Chicago, Illinois
April 2006
Chicago is renowned for its fabled meat-fed brawn, sports lunacy and deep-dish pizza. But it’s also a legendary trader’s town, and one of those trades is in art. Art Chicago drew 94 galleries from 11 countries to its enormous tent on Chicago’s waterfront last year, a benchmark it aims to surpass with the 2006 edition (April 28–May 1). That same weekend, the 9th annual Chicago Antiques Fair, sponsored by Art & Antiques magazine, rounds up more than 100 international antiques dealers at the massive Merchandise Mart, exhibiting everything from Chippendale chairs to Chinese jade carvings. In addition, visitors to these two annual collectors’ shows will find the entire city is an exhibition. Let us show you the ways.
1. Dine and drink with art.
Chicago’s acclaimed restaurant scene—home to famed chef Charlie Trotter and avant-garde innovator Grant Achatz—is bolstered on the aesthetic front by fine-art collections. Chief among the artful diners, NoMI in the Park Hyatt Chicago houses some of the over $22 million collection of the hotel, including “Goddess,” an abstract aluminum sculpture by Isamu Noguchi, and Dale Chihuly glass pieces suspended above the tables, which overlook the city’s landmark Water Tower.
At Alinea, chef Grant Achatz incorporates science in his cooking and an artful flair on the plate to create thinking- man’s food; for example, a course may arrive on an aromatic lavender pillow to boost the sensory experience. In custom work for Alinea, designer Martin Kastner challenges the utility of knife and fork by creating spindles that spear food and mini morsel pedestals meant to be held by the stem like a wine glass and tippled. Works loaned from Belloc Lowndes Gallery provide two-dimensional distraction.

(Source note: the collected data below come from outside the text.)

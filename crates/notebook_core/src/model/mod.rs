//! Note domain model.
//!
//! # Responsibility
//! - Define the fixed-shape note record shared by repository, search and
//!   rendering code.
//! - Own field validation so no layer can store an incomplete note.
//!
//! # Invariants
//! - Every note is identified by a positive `NoteId` that is never reused.
//! - `last_modified >= created_at` for every note.

pub mod note;

use std::collections::BTreeMap;

/// Ordered snapshot of notes keyed by id, as returned by list/search.
pub type NoteMap = BTreeMap<note::NoteId, note::Note>;
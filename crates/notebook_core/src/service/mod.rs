//! Core use-case services.
//!
//! # Responsibility
//! - Orchestrate repository calls into use-case level APIs.
//! - Keep presentation layers decoupled from storage details.

pub mod note_service;
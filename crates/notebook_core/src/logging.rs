//! Logging bootstrap for the notebook core.
//!
//! # Responsibility
//! - Start rolling file logs at most once per process.
//! - Capture panics as sanitized, single-line log events.
//!
//! # Invariants
//! - Re-initialization with identical settings is a no-op.
//! - Re-initialization with a different level or directory is rejected.
//! - Initialization never panics.

use flexi_logger::{
    Cleanup, Criterion, FileSpec, FlexiLoggerError, Logger, LoggerHandle, Naming, WriteMode,
};
use log::{error, info};
use once_cell::sync::OnceCell;
use std::any::Any;
use std::error::Error;
use std::fmt::{Display, Formatter};
use std::path::{Path, PathBuf};

const LOG_FILE_BASENAME: &str = "notebook";
const MAX_LOG_FILE_SIZE_BYTES: u64 = 10 * 1024 * 1024;
const MAX_LOG_FILES: usize = 5;
const MAX_PANIC_PAYLOAD_CHARS: usize = 160;

/// Accepted spellings and the canonical `flexi_logger` level each maps to.
const LEVEL_ALIASES: [(&str, &str); 6] = [
    ("trace", "trace"),
    ("debug", "debug"),
    ("info", "info"),
    ("warn", "warn"),
    ("warning", "warn"),
    ("error", "error"),
];

static ACTIVE_LOGGER: OnceCell<ActiveLogger> = OnceCell::new();
static PANIC_HOOK: OnceCell<()> = OnceCell::new();

struct ActiveLogger {
    level: &'static str,
    log_dir: PathBuf,
    _handle: LoggerHandle,
}

/// Logging bootstrap failure.
#[derive(Debug)]
pub enum LoggingError {
    UnsupportedLevel(String),
    InvalidLogDir(String),
    CreateDir {
        path: PathBuf,
        source: std::io::Error,
    },
    Backend(FlexiLoggerError),
    AlreadyInitialized {
        level: &'static str,
        log_dir: PathBuf,
    },
}

impl Display for LoggingError {
    fn fmt(&self, f: &mut Formatter<'_>) -> std::fmt::Result {
        match self {
            Self::UnsupportedLevel(level) => write!(
                f,
                "unsupported log level `{level}`; expected trace|debug|info|warn|error"
            ),
            Self::InvalidLogDir(message) => write!(f, "invalid log directory: {message}"),
            Self::CreateDir { path, source } => write!(
                f,
                "failed to create log directory `{}`: {source}",
                path.display()
            ),
            Self::Backend(err) => write!(f, "failed to start logger: {err}"),
            Self::AlreadyInitialized { level, log_dir } => write!(
                f,
                "logging already initialized with level `{level}` at `{}`",
                log_dir.display()
            ),
        }
    }
}

impl Error for LoggingError {
    fn source(&self) -> Option<&(dyn Error + 'static)> {
        match self {
            Self::CreateDir { source, .. } => Some(source),
            Self::Backend(err) => Some(err),
            _ => None,
        }
    }
}

impl From<FlexiLoggerError> for LoggingError {
    fn from(value: FlexiLoggerError) -> Self {
        Self::Backend(value)
    }
}

/// Starts file logging at `level` under the absolute directory `log_dir`.
///
/// # Errors
/// - `UnsupportedLevel` / `InvalidLogDir` for bad input.
/// - `CreateDir` / `Backend` when the directory or logger cannot be set up.
/// - `AlreadyInitialized` when a different configuration is already active.
pub fn init_logging(level: &str, log_dir: &str) -> Result<(), LoggingError> {
    let level = parse_log_level(level)?;
    let log_dir = normalize_log_dir(log_dir)?;

    let active = ACTIVE_LOGGER.get_or_try_init(|| start_logger(level, &log_dir))?;
    if active.level != level || active.log_dir != log_dir {
        return Err(LoggingError::AlreadyInitialized {
            level: active.level,
            log_dir: active.log_dir.clone(),
        });
    }

    Ok(())
}

/// Returns `(level, log_dir)` of the active logger, if any.
pub fn logging_status() -> Option<(&'static str, PathBuf)> {
    ACTIVE_LOGGER
        .get()
        .map(|active| (active.level, active.log_dir.clone()))
}

/// Default level for the current build: `debug` in debug builds, else `info`.
pub fn default_log_level() -> &'static str {
    if cfg!(debug_assertions) {
        "debug"
    } else {
        "info"
    }
}

fn start_logger(level: &'static str, log_dir: &Path) -> Result<ActiveLogger, LoggingError> {
    std::fs::create_dir_all(log_dir).map_err(|source| LoggingError::CreateDir {
        path: log_dir.to_path_buf(),
        source,
    })?;

    let handle = Logger::try_with_str(level)?
        .log_to_file(
            FileSpec::default()
                .directory(log_dir)
                .basename(LOG_FILE_BASENAME),
        )
        .rotate(
            Criterion::Size(MAX_LOG_FILE_SIZE_BYTES),
            Naming::Numbers,
            Cleanup::KeepLogFiles(MAX_LOG_FILES),
        )
        .write_mode(WriteMode::BufferAndFlush)
        .append()
        .format_for_files(flexi_logger::detailed_format)
        .start()?;

    install_panic_hook_once();

    info!(
        "event=app_start module=core status=ok platform={} version={}",
        std::env::consts::OS,
        env!("CARGO_PKG_VERSION")
    );
    info!(
        "event=logging_init module=core status=ok level={level} log_dir={}",
        log_dir.display()
    );

    Ok(ActiveLogger {
        level,
        log_dir: log_dir.to_path_buf(),
        _handle: handle,
    })
}

/// Maps a case-insensitive level name to its canonical form.
///
/// # Errors
/// - `UnsupportedLevel` carrying the trimmed, lowercased input.
pub fn parse_log_level(level: &str) -> Result<&'static str, LoggingError> {
    let wanted = level.trim().to_ascii_lowercase();
    LEVEL_ALIASES
        .iter()
        .find(|(alias, _)| *alias == wanted)
        .map(|(_, canonical)| *canonical)
        .ok_or(LoggingError::UnsupportedLevel(wanted))
}

fn normalize_log_dir(log_dir: &str) -> Result<PathBuf, LoggingError> {
    let trimmed = log_dir.trim();
    if trimmed.is_empty() {
        return Err(LoggingError::InvalidLogDir("path is empty".to_string()));
    }
    let path = Path::new(trimmed);
    if !path.is_absolute() {
        return Err(LoggingError::InvalidLogDir(format!(
            "must be absolute, got `{trimmed}`"
        )));
    }
    Ok(path.to_path_buf())
}

fn install_panic_hook_once() {
    if PANIC_HOOK.set(()).is_err() {
        return;
    }

    let previous_hook = std::panic::take_hook();
    std::panic::set_hook(Box::new(move |panic_info| {
        let location = panic_info
            .location()
            .map(|loc| format!("{}:{}", loc.file(), loc.line()));
        error!("{}", panic_event(location.as_deref(), panic_info.payload()));
        previous_hook(panic_info);
    }));
}

/// Builds the single-line `panic_captured` event for a panic payload.
fn panic_event(location: Option<&str>, payload: &(dyn Any + Send)) -> String {
    let text = payload
        .downcast_ref::<&str>()
        .copied()
        .or_else(|| payload.downcast_ref::<String>().map(String::as_str))
        .unwrap_or("non-string panic payload");

    format!(
        "event=panic_captured module=core status=error location={} payload={}",
        location.unwrap_or("unknown"),
        sanitize_message(text, MAX_PANIC_PAYLOAD_CHARS)
    )
}

/// Flattens newlines and caps length so one event stays on one line.
fn sanitize_message(value: &str, max_chars: usize) -> String {
    let flattened = value.replace(['\n', '\r'], " ");
    if flattened.chars().count() <= max_chars {
        return flattened;
    }
    let mut truncated = flattened.chars().take(max_chars).collect::<String>();
    truncated.push_str("...");
    truncated
}
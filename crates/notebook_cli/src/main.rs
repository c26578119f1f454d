//! Notebook shell entry point.
//!
//! Builds the repository and service here and hands them to the shell; no
//! state lives in globals.

use log::error;
use notebook_cli::{Shell, ShellConfig};
use notebook_core::{init_logging, InMemoryNoteRepository, NoteService};
use std::io;
use std::process::ExitCode;

fn main() -> ExitCode {
    // A missing .env file is normal.
    let _ = dotenvy::dotenv();
    let config = ShellConfig::from_env();
    for warning in &config.warnings {
        eprintln!("warning: {warning}");
    }

    if let Some(log_dir) = config.log_dir.as_deref() {
        if let Err(err) = init_logging(&config.log_level, log_dir) {
            eprintln!("warning: file logging disabled: {err}");
        }
    }

    let service = NoteService::new(InMemoryNoteRepository::new());
    let mut shell = Shell::new(service);

    let stdin = io::stdin();
    let stdout = io::stdout();
    match shell.run(&mut stdin.lock(), &mut stdout.lock()) {
        Ok(()) => ExitCode::SUCCESS,
        Err(err) => {
            error!("event=shell_exit module=cli status=error error={err}");
            eprintln!("error: {err}");
            ExitCode::FAILURE
        }
    }
}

In the Wicker Park neighborhood, Bin Wine Café displays works on loan from the Roy Boyd Gallery. Several Richard Serra paintings adorn mk restaurant in the gallery-rich River North district. Downtown’s Tru restaurant complements the creativity on the table with a geometric painting by Peter Halley, a blue torso sculpture of Venus by Yves Klein and a Marilyn Monroe silkscreen by Andy Warhol, among others. Everest Restaurant tops its tables with Ivo Soldini sculptures.